To answer your question: For the time being I will select the file in the Finder and have the script work from there. I would like all of the individual notes, once parsed, moved into a folder that has the same name as the original notes file.
I need to append the citation reference to the end of each individual file (the first entry of each full notes file) so it would look something like this:
Highlight or Note:
xxxx
Comment:
xxxxx
Citation Reference
Just so you’re aware, I will move the folder containing the parsed files into a Devonthink Database. I use this database to search for relevant snippets when writing grants or manuscripts.
As I’m reading this impressive macro, I found myself saying "Holy ^#@$, you can have KM do something with every selected file in Finder?! Then, “HOLY ^&#@(*%^#@, you can have KM take action on every substring found in a variable?!?!?!”
This is exciting stuff. I really need to get better at regular expressions…!
%Variable%temp% is the same as %Variable%filePath%/%Variable%fileName%, so I would have used that when reading the file. And since that’s the only use of fileName, that means that variable can be eliminated entirely.
I would be tempted to have:
Set Variable folderPath to %Variable%parentPath%/%Variable%fileBasename%
and use that in the Create New Folder and Write to File actions. That avoids the duplication which is always a potential future problem (what if you decide to name the folder something different, then you have two places to make the change).
The regex looks OK (although its always dependent on how variable the input is, but that is the nature of parsing text). I would have used \n\n+ at the end (so that it would cope with more than one blank line), but thats about it. I’m not really sure what [\s\S] is, it that just “match everything including line endings”? For that I would generally turn on the (?s) flag and then use “.”, but really it doesn’t matter.
[\s\S] was for all white space and non-white space characters.
The purpose of this (via trial and error) was to match both of the following as two separate matches for the way he has his notes:
some text here in a single string followed by two line returns (this is one match)
as well as
a line of text with only one line return
a line of text with only one line return
another line of text with one line return
a final line of text with two line returns (all four lines are one match)
I’m not as knowledgeable about the different flags. I’ll have to study them.
i — case insensitive (often Keyboard Maestro provides a default for this).
x — allows white space in patersn, and #commentotendofline comments.
s — “single line” mode. “.” matches any character instead of any character except eol (\n).

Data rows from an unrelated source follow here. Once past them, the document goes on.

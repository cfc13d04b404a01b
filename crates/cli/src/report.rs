// report command: the single-sheet pipeline (detect -> aggregate -> view).

use std::path::PathBuf;

use serde_json::{json, Value};

use tallygrid_config::Settings;
use tallygrid_engine::aggregate::Measure;
use tallygrid_engine::session::Session;
use tallygrid_engine::view::{ChartKind, DisplayEntry, SortDir, ViewState};

use crate::util::{format_value, pad_left, pad_right};
use crate::{load_tables, pick_sheet, CliError, MeasureArg, SortArg};

pub(crate) struct ReportArgs {
    pub file: PathBuf,
    pub sheet: Option<String>,
    pub measure: Option<MeasureArg>,
    pub label: Option<String>,
    pub value: Option<String>,
    pub search: Option<String>,
    pub top: Option<usize>,
    pub min_share: Option<f64>,
    pub sort: Option<SortArg>,
    pub json: bool,
    pub csv: bool,
}

/// Default view state from user settings; CLI flags override per run.
pub(crate) fn view_from_settings(settings: &Settings) -> ViewState {
    ViewState {
        chart: match settings.default_chart.as_str() {
            "pie" => ChartKind::Pie,
            "line" => ChartKind::Line,
            _ => ChartKind::Bar,
        },
        measure: match settings.default_measure.as_str() {
            "sum" => Measure::Sum,
            _ => Measure::Count,
        },
        top_n: settings.default_top_n,
        min_share_pct: settings.default_min_share_pct,
        sort: match settings.default_sort.as_str() {
            "asc" => SortDir::Asc,
            _ => SortDir::Desc,
        },
        label_search: String::new(),
    }
}

pub(crate) fn cmd_report(args: ReportArgs) -> Result<(), CliError> {
    let settings = Settings::load();
    let (sheets, _report) = load_tables(&args.file)?;
    let sheet_name = pick_sheet(&sheets, args.sheet.as_deref())?.name.clone();

    let mut session = Session::with_defaults(view_from_settings(&settings), settings.lock_mapping);
    session.load(sheets);

    // Column overrides are validated against the sheet before use so a
    // typo fails as a usage error, not as an empty aggregate.
    let mut mapping = session
        .mapping(&sheet_name)
        .map_err(CliError::session)?
        .clone();
    if let Some(label) = &args.label {
        require_header(&session, &sheet_name, label)?;
        mapping.label_key = label.clone();
    }
    if let Some(value) = &args.value {
        require_header(&session, &sheet_name, value)?;
        mapping.numeric_duration_key = Some(value.clone());
    }
    session
        .set_mapping(&sheet_name, mapping)
        .map_err(CliError::session)?;

    session
        .update_view(&sheet_name, |view| {
            if let Some(measure) = args.measure {
                view.measure = measure.into();
            }
            if let Some(top) = args.top {
                view.top_n = top;
            }
            if let Some(min_share) = args.min_share {
                view.min_share_pct = min_share;
            }
            if let Some(sort) = args.sort {
                view.sort = sort.into();
            }
            if let Some(search) = &args.search {
                view.label_search = search.clone();
            }
        })
        .map_err(CliError::session)?;

    let aggregate = session
        .generate(&sheet_name)
        .map_err(CliError::session)?
        .clone();
    let display = session.display(&sheet_name).unwrap_or_default();
    let measure = session
        .view(&sheet_name)
        .map_err(CliError::session)?
        .measure;

    if args.json {
        print_json(&sheet_name, measure, &aggregate, &display)?;
    } else if args.csv {
        print_csv(&aggregate, &display);
    } else {
        print_table(&sheet_name, measure, &aggregate, &display);
    }
    Ok(())
}

fn require_header(session: &Session, sheet_name: &str, header: &str) -> Result<(), CliError> {
    let sheet = session
        .sheet(sheet_name)
        .ok_or_else(|| CliError::args(format!("no such sheet: {}", sheet_name)))?;
    if sheet.has_header(header) {
        Ok(())
    } else {
        Err(CliError::args(format!("no such column: {}", header))
            .with_hint(format!("available columns: {}", sheet.headers.join(", "))))
    }
}

fn print_table(
    sheet_name: &str,
    measure: Measure,
    aggregate: &tallygrid_engine::aggregate::Aggregate,
    display: &[DisplayEntry],
) {
    println!("{} ({} measure)", sheet_name, measure);

    let label_width = display
        .iter()
        .map(|e| crate::util::display_width(&e.name))
        .max()
        .unwrap_or(5)
        .clamp(5, 40);

    for entry in display {
        let share = if aggregate.total != 0.0 {
            format!("{:.1}%", 100.0 * entry.value / aggregate.total)
        } else {
            "-".to_string()
        };
        let name = if entry.is_other {
            format!("Other (+{})", entry.children.len())
        } else {
            entry.name.clone()
        };
        println!(
            "{}  {}  {}",
            pad_right(&name, label_width + 4),
            pad_left(&format_value(entry.value), 10),
            pad_left(&share, 7),
        );
    }

    println!(
        "rows {}  labels {}  total {}",
        aggregate.rows_count,
        aggregate.distinct_labels,
        format_value(aggregate.total),
    );
}

fn print_csv(aggregate: &tallygrid_engine::aggregate::Aggregate, display: &[DisplayEntry]) {
    println!("name,value,share");
    for entry in display {
        let share = if aggregate.total != 0.0 {
            format!("{:.4}", entry.value / aggregate.total)
        } else {
            String::new()
        };
        println!("{},{},{}", csv_field(&entry.name), entry.value, share);
    }
}

/// Quote a CSV field when it contains a delimiter, quote, or newline.
fn csv_field(raw: &str) -> String {
    if raw.contains(',') || raw.contains('"') || raw.contains('\n') {
        format!("\"{}\"", raw.replace('"', "\"\""))
    } else {
        raw.to_string()
    }
}

fn print_json(
    sheet_name: &str,
    measure: Measure,
    aggregate: &tallygrid_engine::aggregate::Aggregate,
    display: &[DisplayEntry],
) -> Result<(), CliError> {
    let entries: Vec<Value> = display
        .iter()
        .map(|e| {
            if e.is_other {
                let children: Vec<Value> = e
                    .children
                    .iter()
                    .map(|c| json!({"name": c.name, "value": c.value}))
                    .collect();
                json!({"name": e.name, "value": e.value, "other": true, "children": children})
            } else {
                json!({"name": e.name, "value": e.value})
            }
        })
        .collect();

    let out = json!({
        "sheet": sheet_name,
        "measure": measure.to_string(),
        "total": aggregate.total,
        "rows": aggregate.rows_count,
        "distinct_labels": aggregate.distinct_labels,
        "entries": entries,
    });
    println!(
        "{}",
        serde_json::to_string_pretty(&out).map_err(|e| CliError::decode(e.to_string()))?
    );
    Ok(())
}

#[cfg(test)]
mod tests {
    use super::*;

    #[test]
    fn csv_field_quoting() {
        assert_eq!(csv_field("plain"), "plain");
        assert_eq!(csv_field("a,b"), "\"a,b\"");
        assert_eq!(csv_field("say \"hi\""), "\"say \"\"hi\"\"\"");
    }
}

m — “multi line’ mode. “^” and “$” match the start and end of lines within the text.
Generally, you would only use (?x) for very complex regular expressions that you wanted to try to document inline.
You use them like this:
(?i)insensitive (?-i)CaseSenSiTive
\A.*\n(?s)(.*HERE) — matches the entire document (multiple lines) except the first line, until it finds the text.
(?m)^.HERE.$ — matches a single line containing the text.
The flags apply to the regex from that position onwards. You can also use them to apply to specific parts of the regular expression, like this:
(?i:insensitive) (?-i:CaseSenSiTive)
So [\s\S]+? should be the same as (?s:.+?) or even (?s:.)+?
Although this worked initially, I’m having trouble with the script recognizing new references.
It parses each individual note properly, but instead of appending the correct reference, it appends the same (old) reference left over from another paper. The old reference is not overwritten with the new.
This is hugely helpful. Please excuse me if this is basic–I’m new to KM–but can I append text to every file as it’s created? I’d like to include the bibtex citekey (from the clipboard) at the end of every one of the newly generated text files. Having a little trouble figuring it out.
Sorry. The above macro takes a single text file, parses it into a number of different files and adds them to a new subdirectory. What I would like to do is copy the clipboard to the end of each of those files as they are created.